To był wielki wieczór Jalena Brunsona. Rozgrywający New York Knicks zaprezentował kawał świetnej koszykówki i poprowadził swój zespół do komfortowego zwycięstwa nad Milwaukee Bucks. Emocji nie zabrakło w Dallas, gdzie Mavs prowadzili z Nuggets różnicą nawet 19 punktów, by przegrać ostatecznie jedenastoma „oczkami”. To jednak nie koniec emocji. Tej nocy czeka nas jeszcze sześć kolejnych spotkań.

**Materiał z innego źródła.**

// ==========================================
// Núcleo BI Cartorial - Selos pendentes de confirmação FNC
// ==========================================
// Selo baixado (his_selo_detalhe_pr) que existe no histórico de
// emissão (his_selo) mas não tem confirmação em os_selo dentro do
// recorte (contrato, sistema). Os joins carregam contrato e
// sistema para nunca casar selos de serventias diferentes.
// Data de negócio: COALESCE(data_ato, date(created_at)).
// A descrição do código de ato vem da dimensão vigente na data.
// ==========================================

use rusqlite::{Connection, Result as SqliteResult, Row};
use std::sync::{Arc, Mutex};

use crate::domain::types::TenantScope;
use crate::repository::{RepositoryError, RepositoryResult};

use super::models::{PeriodoConsulta, SeloPendente};

pub struct SelosPendentesRepository {
    conn: Arc<Mutex<Connection>>,
}

impl SelosPendentesRepository {
    pub fn new(conn: Arc<Mutex<Connection>>) -> Self {
        Self { conn }
    }

    fn get_conn(&self) -> RepositoryResult<std::sync::MutexGuard<Connection>> {
        self.conn
            .lock()
            .map_err(|e| RepositoryError::LockError(e.to_string()))
    }

    /// Lista os selos pendentes no período, do mais recente para o
    /// mais antigo; selo como desempate para saída estável.
    pub fn listar(
        &self,
        scope: TenantScope,
        periodo: &PeriodoConsulta,
    ) -> RepositoryResult<Vec<SeloPendente>> {
        let conn = self.get_conn()?;

        let mut sql = String::from(
            r#"
            SELECT DISTINCT
                hsd.selo_principal,
                hs.tipo_ato,
                hsd.id_codigo_ato,
                dca.descricao AS descricao_codigo_ato,
                COALESCE(hsd.data_ato, date(hsd.created_at)) AS data_ato
            FROM his_selo_detalhe_pr hsd
            INNER JOIN his_selo hs
                    ON hs.selo = hsd.selo_principal
                   AND hs.contrato_id = hsd.contrato_id
                   AND hs.sistema_origem_id = hsd.sistema_origem_id
            LEFT JOIN os_selo os
                   ON os.selo = hsd.selo_principal
                  AND os.contrato_id = hsd.contrato_id
                  AND os.sistema_origem_id = hsd.sistema_origem_id
            LEFT JOIN dim_codigo_ato dca
                   ON dca.id_codigo_ato = hsd.id_codigo_ato
                  AND COALESCE(hsd.data_ato, date(hsd.created_at)) >= dca.vigencia_inicio
                  AND (dca.vigencia_fim IS NULL
                       OR COALESCE(hsd.data_ato, date(hsd.created_at)) <= dca.vigencia_fim)
            WHERE os.selo IS NULL
              AND COALESCE(hsd.data_ato, date(hsd.created_at)) BETWEEN ? AND ?
            "#,
        );

        let mut params: Vec<Box<dyn rusqlite::ToSql>> = vec![
            Box::new(periodo.data_inicio.format("%Y-%m-%d").to_string()),
            Box::new(periodo.data_fim.format("%Y-%m-%d").to_string()),
        ];

        if let TenantScope::Contrato(contrato_id) = scope {
            sql.push_str(" AND hsd.contrato_id = ?");
            params.push(Box::new(contrato_id));
        }

        sql.push_str(" ORDER BY data_ato DESC, hsd.selo_principal ASC");

        let mut stmt = conn.prepare(&sql)?;
        let registros = stmt
            .query_map(rusqlite::params_from_iter(params), row_to_selo_pendente)?
            .collect::<SqliteResult<Vec<_>>>()?;
        Ok(registros)
    }
}

fn row_to_selo_pendente(row: &Row) -> SqliteResult<SeloPendente> {
    Ok(SeloPendente {
        selo_principal: row.get("selo_principal")?,
        tipo_ato: row.get("tipo_ato")?,
        id_codigo_ato: row.get("id_codigo_ato")?,
        descricao_codigo_ato: row.get("descricao_codigo_ato")?,
        data_ato: row.get("data_ato")?,
    })
}
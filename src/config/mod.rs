// ==========================================
// Núcleo BI Cartorial - Camada de configuração
// ==========================================
// Responsabilidade: catálogo imutável dos tipos de dataset.
// Carregado uma vez no início do processo, nunca mutado.
// ==========================================

pub mod dataset_catalog;

pub use dataset_catalog::{ConflictPolicy, DatasetCatalog, DatasetConfig, ReloadScope};
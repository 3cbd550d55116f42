// ==========================================
// Núcleo BI Cartorial - Identidade do usuário atuante
// ==========================================
// Contexto vindo da camada de autenticação (colaborador externo).
// O núcleo só precisa de quem está agindo e do perfil para derivar
// o escopo de contrato das consultas.
// ==========================================

use serde::{Deserialize, Serialize};

use super::types::TenantScope;

// ==========================================
// UserRole - Perfil de acesso
// ==========================================
// MASTER enxerga todos os contratos; ADMIN só o próprio.
#[derive(Debug, Clone, Copy, PartialEq, Eq, Serialize, Deserialize)]
#[serde(rename_all = "SCREAMING_SNAKE_CASE")]
pub enum UserRole {
    Master,
    Admin,
}

impl UserRole {
    pub fn as_str(&self) -> &'static str {
        match self {
            UserRole::Master => "MASTER",
            UserRole::Admin => "ADMIN",
        }
    }

    pub fn parse(s: &str) -> Option<UserRole> {
        match s {
            "MASTER" => Some(UserRole::Master),
            "ADMIN" => Some(UserRole::Admin),
            _ => None,
        }
    }
}

// ==========================================
// Identity - Usuário atuante
// ==========================================
#[derive(Debug, Clone, Serialize, Deserialize)]
pub struct Identity {
    pub usuario_id: i64,
    pub usuario_email: String,
    pub role: UserRole,
    /// Contrato do vínculo do usuário (do cadastro).
    pub contrato_id: i64,
}

impl Identity {
    /// Escopo de consulta derivado do perfil: MASTER consulta todos
    /// os contratos, ADMIN fica preso ao próprio.
    pub fn scope(&self) -> TenantScope {
        match self.role {
            UserRole::Master => TenantScope::Todos,
            UserRole::Admin => TenantScope::Contrato(self.contrato_id),
        }
    }
}
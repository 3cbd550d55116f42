// ==========================================
// Núcleo BI Cartorial - Pipeline de importação de extratos
// ==========================================
// Responsabilidade: transformar o arquivo enviado (CSV/XLSX) em
// linhas persistidas e auditadas, na ordem fixa:
// leitura -> log -> layout -> normalização -> modo -> persistência
// ==========================================

pub mod dataset_importer_impl;
pub mod dataset_importer_trait;
pub mod error;
pub mod file_parser;
pub mod load_mode;
pub mod normalizer;
pub mod schema_validator;

// Reexporta os tipos centrais do pipeline
pub use dataset_importer_impl::DatasetImporterImpl;
pub use dataset_importer_trait::{DatasetImporter, ImportOutcome, ImportRequest};
pub use error::{ImportError, ParseError};
pub use file_parser::{CsvParser, FileParser, RawTable, UniversalFileParser, XlsxParser};
pub use load_mode::LoadModeController;
pub use normalizer::Normalizer;
pub use schema_validator::SchemaValidator;
//! Path validation against the served root.

use crate::error::CheckError;
use async_trait::async_trait;
use std::io::ErrorKind;
use std::path::{Component, Path, PathBuf};

/// Resolve `.` and `..` components without touching the filesystem.
///
/// `..` at the filesystem root stays at the root.
#[must_use]
pub fn normalize_lexically(path: &Path) -> PathBuf {
    let mut out = PathBuf::new();
    for component in path.components() {
        match component {
            Component::Prefix(_) | Component::RootDir | Component::Normal(_) => {
                out.push(component.as_os_str());
            }
            Component::CurDir => {}
            Component::ParentDir => {
                if !matches!(
                    out.components().next_back(),
                    None | Some(Component::RootDir | Component::Prefix(_))
                ) {
                    out.pop();
                }
            }
        }
    }
    out
}

/// Join a URL-style path onto `root`, returning `None` if the result
/// escapes `root` lexically.
#[must_use]
pub fn join_under_root(root: &Path, relative: &str) -> Option<PathBuf> {
    let root = normalize_lexically(root);
    let joined = normalize_lexically(&root.join(relative.trim_start_matches('/')));
    joined.starts_with(&root).then_some(joined)
}

/// Resolve symlinks in `path` and require the result to stay under
/// `canonical_root`, which must itself be canonical.
///
/// # Errors
///
/// Returns `CheckError::OutsideRoot` for an escaping path and
/// `CheckError::NotFound`/`CheckError::Io` when resolution fails.
pub async fn canonicalize_under(
    canonical_root: &Path,
    path: &Path,
) -> Result<PathBuf, CheckError> {
    let canonical = tokio::fs::canonicalize(path)
        .await
        .map_err(|source| io_error(path, source))?;

    if !canonical.starts_with(canonical_root) {
        return Err(CheckError::OutsideRoot(path.to_path_buf()));
    }

    Ok(canonical)
}

/// Canonical form of a root directory.
///
/// # Errors
///
/// Returns `CheckError` if the root cannot be resolved.
pub async fn canonical_root(root: &Path) -> Result<PathBuf, CheckError> {
    tokio::fs::canonicalize(root)
        .await
        .map_err(|source| io_error(root, source))
}

/// Validates that combo files exist and live under a root.
#[async_trait]
pub trait PathChecker: Send + Sync {
    /// Fails on the first invalid file.
    async fn check(&self, root: &Path, files: &[PathBuf]) -> Result<(), CheckError>;
}

/// Default checker: lexical containment, symlink containment, regular file.
#[derive(Debug, Clone, Copy, Default)]
pub struct RootChecker;

impl RootChecker {
    /// Create a checker.
    #[must_use]
    pub const fn new() -> Self {
        Self
    }

    async fn check_one(root: &Path, canonical_root: &Path, file: &Path) -> Result<(), CheckError> {
        if !normalize_lexically(file).starts_with(normalize_lexically(root)) {
            return Err(CheckError::OutsideRoot(file.to_path_buf()));
        }

        let canonical = canonicalize_under(canonical_root, file).await?;

        let metadata = tokio::fs::metadata(&canonical)
            .await
            .map_err(|source| io_error(file, source))?;

        if !metadata.is_file() {
            return Err(CheckError::NotAFile(file.to_path_buf()));
        }

        Ok(())
    }
}

fn io_error(path: &Path, source: std::io::Error) -> CheckError {
    if source.kind() == ErrorKind::NotFound {
        CheckError::NotFound(path.to_path_buf())
    } else {
        CheckError::Io {
            path: path.to_path_buf(),
            source,
        }
    }
}

#[async_trait]
impl PathChecker for RootChecker {
    async fn check(&self, root: &Path, files: &[PathBuf]) -> Result<(), CheckError> {
        let canonical_root = canonical_root(root).await?;

        for file in files {
            tracing::trace!("Checking {:?}", file);
            Self::check_one(root, &canonical_root, file).await?;
        }

        Ok(())
    }
}
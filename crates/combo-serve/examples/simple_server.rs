//! Simple combo server example.
//!
//! This example serves a temporary directory with a few assets and an
//! index database.
//!
//! # Usage
//!
//! ```bash
//! cargo run --example simple_server
//! ```
//!
//! Then test with:
//! ```bash
//! # Explicit file list
//! curl -i 'http://localhost:8080/js/??core.js,widgets.js'
//!
//! # Index database, binary 101 selects entries 0 and 2
//! curl -i 'http://localhost:8080/js/bundle.json~5.js'
//!
//! # Plain static file
//! curl -i 'http://localhost:8080/js/core.js'
//! ```

#![allow(clippy::expect_used)]

use anyhow::Result;
use combo_serve::{Bitmask, Server, ServerConfig};
use tempfile::TempDir;

#[tokio::main]
async fn main() -> Result<()> {
    tracing_subscriber::fmt()
        .with_env_filter(
            tracing_subscriber::EnvFilter::try_from_default_env()
                .unwrap_or_else(|_| tracing_subscriber::EnvFilter::new("debug")),
        )
        .init();

    // Sample assets
    let root = TempDir::new()?;
    let js = root.path().join("js");
    std::fs::create_dir_all(&js)?;
    std::fs::write(js.join("core.js"), "window.core = {};\n")?;
    std::fs::write(js.join("widgets.js"), "core.widgets = [];\n")?;
    std::fs::write(js.join("app.js"), "core.start();\n")?;
    std::fs::write(
        js.join("bundle.json"),
        r#"["js/core.js", "js/widgets.js", "js/app.js"]"#,
    )?;

    let config = ServerConfig {
        bind: "127.0.0.1:8080".parse()?,
        root: root.path().to_path_buf(),
        max_age: 3600,
        no_db_parser: false,
        no_multi_parser: false,
        chunk_size: 64 * 1024,
        tls_cert: None,
        tls_key: None,
    };

    let server = Server::new(config)?;

    let token = Bitmask::from_indices(3, [0, 2]).to_token();
    tracing::info!("Starting simple combo server");
    tracing::info!("Try: http://127.0.0.1:8080/js/??core.js,widgets.js");
    tracing::info!("Try: http://127.0.0.1:8080/js/bundle.json~{}.js", token);
    tracing::info!("Press Ctrl+C to stop");

    server.run().await?;

    Ok(())
}
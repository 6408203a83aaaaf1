//! Static file combo server.
//!
//! This crate serves several static files as one HTTP response. Files are
//! addressed either by an explicit list (`/js/??a.js,b.js`) or by a
//! compact bitmask token against an index database (`/db.json~3.js`).
//! The combined body is streamed file by file while `Content-Length`,
//! `Last-Modified` and `ETag` are computed up front from file stats.
//!
//! # Architecture
//!
//! - `parser`: URL shape recognition for both request styles
//! - `codec`: radix-32 bitmask tokens
//! - `database`: index database loading and mtime-invalidated caching
//! - `checker`: root containment and existence checks
//! - `combine`: stats collection and the concatenated body stream
//! - `headers`: caching and entity header derivation
//! - `http`: axum middleware, router and server
//! - `server`: shared state and orchestration
//! - `config`: CLI and environment configuration
//!
//! # Example
//!
//! ```no_run
//! use combo_serve::{Server, ServerConfig};
//!
//! #[tokio::main]
//! async fn main() -> anyhow::Result<()> {
//!     tracing_subscriber::fmt::init();
//!
//!     let config = ServerConfig::from_args();
//!     let server = Server::new(config)?;
//!     server.run().await?;
//!
//!     Ok(())
//! }
//! ```
//!
//! The handler can also sit in front of any other axum service:
//!
//! ```no_run
//! use axum::{Router, middleware, routing::get};
//! use combo_serve::{ComboHandler, ComboOptions, http::combo_middleware};
//! use std::sync::Arc;
//!
//! let handler = Arc::new(ComboHandler::new(ComboOptions::new("./public")));
//! let app: Router = Router::new()
//!     .route("/health", get(|| async { "ok" }))
//!     .layer(middleware::from_fn_with_state(handler, combo_middleware));
//! ```

#![warn(missing_docs)]
#![cfg_attr(test, allow(clippy::unwrap_used))]

pub mod checker;
pub mod codec;
pub mod combine;
pub mod config;
pub mod database;
pub mod error;
pub mod headers;
pub mod http;
pub mod parser;
pub mod server;

pub use checker::{PathChecker, RootChecker};
pub use codec::{Bitmask, DecodedSelection, decode};
pub use combine::{ComboStream, Combination, FileStat, StatsBundle, combine};
pub use config::{ComboOptions, ServerConfig};
pub use database::{DatabaseCache, DbFileResolver, FileEntry, IndexDatabase, IndexResolver};
pub use error::{
    CheckError, ComboError, ConfigError, DatabaseError, DecodeError, ParseError, ServerError,
    StreamError,
};
pub use http::{ComboHandler, ComboHandlerBuilder};
pub use parser::{ComboRequest, DbFilesParser, DbParser, DbReference, MultiFilesParser, MultiParser};
pub use server::{AppState, Server};
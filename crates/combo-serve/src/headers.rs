//! Response header derivation from combination stats.
//!
//! Headers that are already present on the response are never replaced.

use crate::combine::{FileStat, StatsBundle};
use axum::http::header::{
    CACHE_CONTROL, CONTENT_LENGTH, CONTENT_TYPE, ETAG, HeaderName, LAST_MODIFIED,
};
use axum::http::{HeaderMap, HeaderValue};
use std::time::UNIX_EPOCH;

/// Content type for `resource`, with a UTF-8 charset for textual types.
#[must_use]
pub fn content_type_for(resource: &str) -> String {
    let mime = mime_guess::from_path(resource).first_or_octet_stream();
    let textual = mime.type_() == mime_guess::mime::TEXT
        || matches!(
            mime.essence_str(),
            "application/json" | "application/javascript"
        );
    if textual {
        format!("{mime}; charset=UTF-8")
    } else {
        mime.to_string()
    }
}

/// Weak validator built from a file's size and modification time.
#[must_use]
pub fn etag_for(stat: &FileStat) -> String {
    let millis = stat
        .mtime
        .duration_since(UNIX_EPOCH)
        .unwrap_or_default()
        .as_millis();
    format!("W/\"{:x}-{:x}\"", stat.size, millis)
}

/// Set caching and entity headers for a combined response.
///
/// `resource` is the logical resource name used for the Content-Type
/// lookup. Existing headers are left untouched.
pub fn set_headers(headers: &mut HeaderMap, stats: &StatsBundle, resource: &str, max_age: u64) {
    insert_absent(headers, CONTENT_LENGTH, || {
        let length = stats.total_size();
        tracing::debug!("Content length: {}", length);
        length.to_string()
    });

    insert_absent(headers, CONTENT_TYPE, || content_type_for(resource));

    insert_absent(headers, CACHE_CONTROL, || {
        format!("public, max-age={max_age}")
    });

    let Some(latest) = stats.last_modified() else {
        return;
    };
    tracing::debug!("Last modified file: {:?}", latest.path);

    insert_absent(headers, LAST_MODIFIED, || {
        httpdate::fmt_http_date(latest.mtime)
    });

    insert_absent(headers, ETAG, || etag_for(latest));
}

fn insert_absent(headers: &mut HeaderMap, name: HeaderName, value: impl FnOnce() -> String) {
    if headers.contains_key(&name) {
        return;
    }

    match HeaderValue::try_from(value()) {
        Ok(value) => {
            headers.insert(name, value);
        }
        Err(e) => tracing::warn!("Skipping invalid {} header: {}", name, e),
    }
}

#[cfg(test)]
mod tests {
    use super::*;
    use std::path::PathBuf;
    use std::time::{Duration, SystemTime};

    fn stat(name: &str, size: u64, secs: u64) -> FileStat {
        FileStat {
            path: PathBuf::from(name),
            size,
            mtime: SystemTime::UNIX_EPOCH + Duration::from_secs(secs),
        }
    }

    fn bundle() -> StatsBundle {
        StatsBundle {
            stats: vec![
                stat("a.js", 100, 1_445_412_480),
                stat("b.js", 250, 1_445_412_500),
                stat("c.js", 5, 1_445_412_000),
            ],
        }
    }

    #[test]
    fn test_sets_all_headers() {
        let mut headers = HeaderMap::new();
        set_headers(&mut headers, &bundle(), "/??a.css,b.css,c.css", 31_536_000);

        assert_eq!(headers[CONTENT_LENGTH], "355");
        assert_eq!(headers[CONTENT_TYPE], "text/css; charset=UTF-8");
        assert_eq!(headers[CACHE_CONTROL], "public, max-age=31536000");
        assert_eq!(headers[LAST_MODIFIED], "Wed, 21 Oct 2015 07:28:20 GMT");
        assert_eq!(headers[ETAG], "W/\"fa-150894c7220\"");
    }

    #[test]
    fn test_never_overwrites_existing_headers() {
        let mut headers = HeaderMap::new();
        headers.insert(CONTENT_LENGTH, HeaderValue::from_static("1"));
        headers.insert(CONTENT_TYPE, HeaderValue::from_static("text/plain"));
        headers.insert(CACHE_CONTROL, HeaderValue::from_static("no-store"));
        headers.insert(
            LAST_MODIFIED,
            HeaderValue::from_static("Thu, 01 Jan 1970 00:00:00 GMT"),
        );
        headers.insert(ETAG, HeaderValue::from_static("\"fixed\""));
        let before = headers.clone();

        set_headers(&mut headers, &bundle(), "a.css", 60);
        assert_eq!(headers, before);
    }

    #[test]
    fn test_content_type_lookup() {
        assert_eq!(content_type_for("style.css"), "text/css; charset=UTF-8");
        assert_eq!(content_type_for("db.json~3.png"), "image/png");
        assert_eq!(content_type_for("noextension"), "application/octet-stream");
        assert_eq!(
            content_type_for("data.json"),
            "application/json; charset=UTF-8"
        );
        assert!(content_type_for("app.js").ends_with("; charset=UTF-8"));
    }

    #[test]
    fn test_zero_max_age() {
        let mut headers = HeaderMap::new();
        set_headers(&mut headers, &bundle(), "a.css", 0);
        assert_eq!(headers[CACHE_CONTROL], "public, max-age=0");
    }
}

New York Knicks – Milwaukee Bucks 140:106

Statystyki

  • Początek spotkania stał pod znakiem wyrównanej wymiany ciosów. Skromny pojedynek strzelecki urządzili sobie Damian Lillard i Jalen Brunson, do czego po chwili dołączył Giannis Antetokounmpo, ale żadna ze stron nie była w stanie przejąć pełni inicjatywy. Rozgrywający New York Knicks niemal w pojedynkę utrzymywał swój zespół w grze (23 punkty w 1Q) i to głównie dzięki niemu kończyli pierwszą kwartę z przewagą (36:33). 
  • Za regularne zdobywanie punktów w drugiej “ćwiartce” wzięli się Karl-Anthony Towns i wchodzący z ławki Cameron Payne, dzięki czemu przewaga nowojorczyków stopniowo rosła. Gospodarze zamknęli tę część z przytupem i schodzili do szatni z dwucyfrową zaliczką (75:62).
  • Knicks rozpoczęli trzecią odsłonę z wysokiego “C”. Po serii trafień Brunsona, Townsa oraz OG Anunoby’ego prowadzenie gospodarzy momentalnie wzrosła do 23 “oczek” (85:62). Po przerwie na żądanie odpowiedział Taurean Prince, ale nie dało to wystarczającego impulsu do odrabiania strat. NYK wyprowadzali kolejne ciosy i bez większej presji ze strony Milwaukee Bucks dowieźli komfortowe prowadzenie do ostatniej syreny.
  • Błyskotliwym występem popisał się Jalen Brunson, zdobywca aż 44 punktów, sześciu asyst i pięciu zbiórek. W równie imponującym stylu wystąpił Karl-Anthony Towns (30 punktów, 18 zbiórek, 4 asysty). Wchodzący z ławki Cameron Payne także odegrał kluczową rolę i dorzucił 18 “oczek”. 
  • Po drugiej stronie o pozytywny rezultat walczyło przede wszystkim trzech graczy: Giannis Antetokounmpo (24 punkty, 13 zbiórek), Damian Lillard (22 punkty, 5 asyst) oraz wchodzący z ławki rezerwowych Khris Middleton (16 punktów, 5 asyst). 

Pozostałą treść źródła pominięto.